$1.7 Trillion Omnibus Speeds Toward the Finish Line
Budget

$1.7 Trillion Omnibus Speeds Toward the Finish Line

Reuters/Jonathan Ernst

With both a winter storm and the Christmas holiday rapidly approaching, the Senate on Thursday raced to pass a $1.7 trillion year-end spending package in a bipartisan 68-29 vote. The so-called omnibus bill to fund the government through September now goes to the House, where Democratic leaders had hoped to approve it tonight but will instead return Friday to pass it.

The House will also look to join the Senate in passing a short-term measure extending federal funding to December 30 and allowing time for the massive, 4,155-page omnibus bill to be processed without triggering a government shutdown.

As a reminder, the year-end package includes $858 billion for defense, $787 billion in non-defense discretionary funding, some $45 billion in additional aid for Ukraine and about $40 billion in disaster relief money. It also contains more than $15 billion for 7,234 earmarked projects. On top of that, it includes health and retirement policy changes, an overhaul of the 1887 Electoral Count Act and numerous other provisions.

The Senate pushed the package through with remarkable speed — though, of course, speed is a relative term and since we’re talking about the Senate it still meant an hours-long series of votes Thursday on 17 amendments leading up to the final approval of the larger package. Politico calculated that the entire vote series took a total of more than four hours, noting that “nothing motivates lawmakers more than the smell of jet fumes before the holiday break.”

The Senate process had hit a snag Thursday night over an amendment proposed by Sen. Mike Lee (R-UT) to extend the controversial Trump -era pandemic policy called Title 42, which allows for the rapid expulsion of migrants. The policy had been set to end this week but was kept in place temporarily by Supreme Court Chief Justice John Roberts while the court considers legal efforts to extend it.

Lee had demanded an up-or-down vote on his amendment, which might have passed the Senate but could have scuttled the whole omnibus package in the House. In a compromise, Senate Majority Leader Chuck Schumer (D-NY) allowed votes on the Lee amendment and a rival one from Sens. Kyrsten Sinema (I-AZ) and Jon Tester (D-MT). The deal gave moderate Democrats an out so they could vote against Lee’s measure. In the end, both amendments failed, clearing a glide path for the larger package to pass.
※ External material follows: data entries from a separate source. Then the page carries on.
use crate::cache::AstCache;
use crate::config::ExecutionLimits;
use crate::context::AutomationContext;
use crate::error::Error;
use crate::parse::ast::Program;
use crate::roll::Roller;
use crate::sandbox::{self, Evaluation};
use std::sync::Arc;

/// Everything a host sets up once per bot configuration: the automation
/// context, the parsed-program cache and the default limits. Cheap to
/// clone and safe to share between threads.
#[derive(Debug, Clone)]
pub struct Engine {
    context: Arc<AutomationContext>,
    cache: Arc<AstCache>,
    limits: ExecutionLimits,
}

impl Engine {
    pub fn new(context: AutomationContext) -> Self {
        Self {
            context: Arc::new(context),
            cache: Arc::new(AstCache::new()),
            limits: ExecutionLimits::default(),
        }
    }

    /// Use `cache` instead of a private one.
    pub fn with_cache(mut self, cache: Arc<AstCache>) -> Self {
        self.cache = cache;
        self
    }

    pub fn with_limits(mut self, limits: ExecutionLimits) -> Self {
        self.limits = limits;
        self
    }

    pub fn context(&self) -> &AutomationContext {
        &self.context
    }

    pub fn cache(&self) -> &AstCache {
        &self.cache
    }

    pub fn limits(&self) -> &ExecutionLimits {
        &self.limits
    }

    pub fn parse(&self, source: &str) -> Result<Arc<Program>, Error> {
        Ok(self.cache.get_or_parse(source)?)
    }

    /// Evaluate `source` with the thread-local generator and the default
    /// limits.
    pub fn evaluate(&self, source: &str) -> Result<Evaluation, Error> {
        let mut rng = crate::DefaultRng::default();
        self.evaluate_with(source, &mut rng, &self.limits)
    }

    pub fn evaluate_with(
        &self,
        source: &str,
        roller: &mut dyn Roller,
        limits: &ExecutionLimits,
    ) -> Result<Evaluation, Error> {
        let program = self.parse(source)?;
        self.run(&program, roller, limits)
    }

    /// Run an already parsed program.
    pub fn run(
        &self,
        program: &Arc<Program>,
        roller: &mut dyn Roller,
        limits: &ExecutionLimits,
    ) -> Result<Evaluation, Error> {
        sandbox::run(program, &self.context, roller, limits)
    }
}

impl Default for Engine {
    /// An engine with the standard library and nothing else.
    fn default() -> Self {
        Self::new(AutomationContext::standard())
    }
}
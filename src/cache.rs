//! Parsed programs keyed by their source text.

use crate::parse::{self, ast::Program, ParseError};
use std::collections::HashMap;
use std::sync::{Arc, PoisonError, RwLock};
use tracing::debug;

/// Shared cache of parsed programs. Entries are never mutated after
/// insertion, so lookups only take the read lock. A program lost to an
/// insertion race is dropped and the winner's copy returned.
#[derive(Debug, Default)]
pub struct AstCache {
    programs: RwLock<HashMap<String, Arc<Program>>>,
    capacity: Option<usize>,
}

impl AstCache {
    /// An unbounded cache.
    pub fn new() -> Self {
        Self::default()
    }

    /// A cache that stops inserting after `capacity` programs. Programs
    /// parsed after that are still returned, just not kept.
    pub fn with_capacity(capacity: usize) -> Self {
        Self {
            programs: RwLock::new(HashMap::with_capacity(capacity)),
            capacity: Some(capacity),
        }
    }

    pub fn get(&self, source: &str) -> Option<Arc<Program>> {
        // Entries are complete once inserted, so a poisoned lock still
        // holds a usable map
        let programs = self.programs.read().unwrap_or_else(PoisonError::into_inner);
        programs.get(source).cloned()
    }

    /// Look up `source`, parsing and inserting it on a miss. Parse errors
    /// are returned but never cached.
    pub fn get_or_parse(&self, source: &str) -> Result<Arc<Program>, ParseError> {
        if let Some(program) = self.get(source) {
            debug!(len = source.len(), "ast cache hit");
            return Ok(program);
        }

        debug!(len = source.len(), "ast cache miss");
        let program = Arc::new(parse::parse(source)?);

        let mut programs = self.programs.write().unwrap_or_else(PoisonError::into_inner);
        if let Some(existing) = programs.get(source) {
            return Ok(Arc::clone(existing));
        }
        if self.capacity.map_or(true, |cap| programs.len() < cap) {
            programs.insert(source.to_string(), Arc::clone(&program));
        }
        Ok(program)
    }

    pub fn len(&self) -> usize {
        self.programs.read().unwrap_or_else(PoisonError::into_inner).len()
    }

    pub fn is_empty(&self) -> bool {
        self.len() == 0
    }

    pub fn clear(&self) {
        self.programs.write().unwrap_or_else(PoisonError::into_inner).clear();
    }
}
pub mod ast;
pub(crate) mod dice;
mod error;
pub mod lexer;
mod parser;
pub mod visit;

pub use error::{ParseError, ParseErrorKind};
pub use parser::{Parser, MAX_NESTING};

/// Parse a script. A pure function of `source`.
pub fn parse(source: &str) -> Result<ast::Program, ParseError> {
    Parser::new(source).parse()
}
Schumer celebrated the end result. “We’ve concluded this Congress, one of the most productive in decades, with one of the best omnibus packages in decades,” he told reporters. “And here’s one of the things that amazes me: The amendment process made it better. Usually, when you have a big omnibus, the amendment process makes it worse because the minority is trying to undo a lot of the things in the bill. But here we stood firm and got it done.”

The approved amendments included a measure to protect pregnant workers against discrimination and require employers to allow workers time to breast feed. Other approved amendments would provide $6 billion in compensation for victims of state-sponsored terrorism, $1 billion for the World Trade Center Health Fund for first responders and would allow assets seized from Russian oligarchs to be used for aiding Ukraine.

The bottom line: Congress is set to approve a long-delayed set of 12 annual appropriations bills, with sharp increases in defense and non-defense funding representing a 9% boost to fiscal year 2022 levels. Overall discretionary spending is poised to climb from $1.5 trillion to about $1.65 trillion.

And while the gargantuan year-end package undoubtedly has plenty of provisions worth cheering, it comes months after the fiscal year and was passed via another last-minute scramble — another reminder that the congressional budgeting process has broken down. And the divisions within the Republican Party over the spending package portend some difficulties governing — including some likely legislative showdowns – over the next couple of years.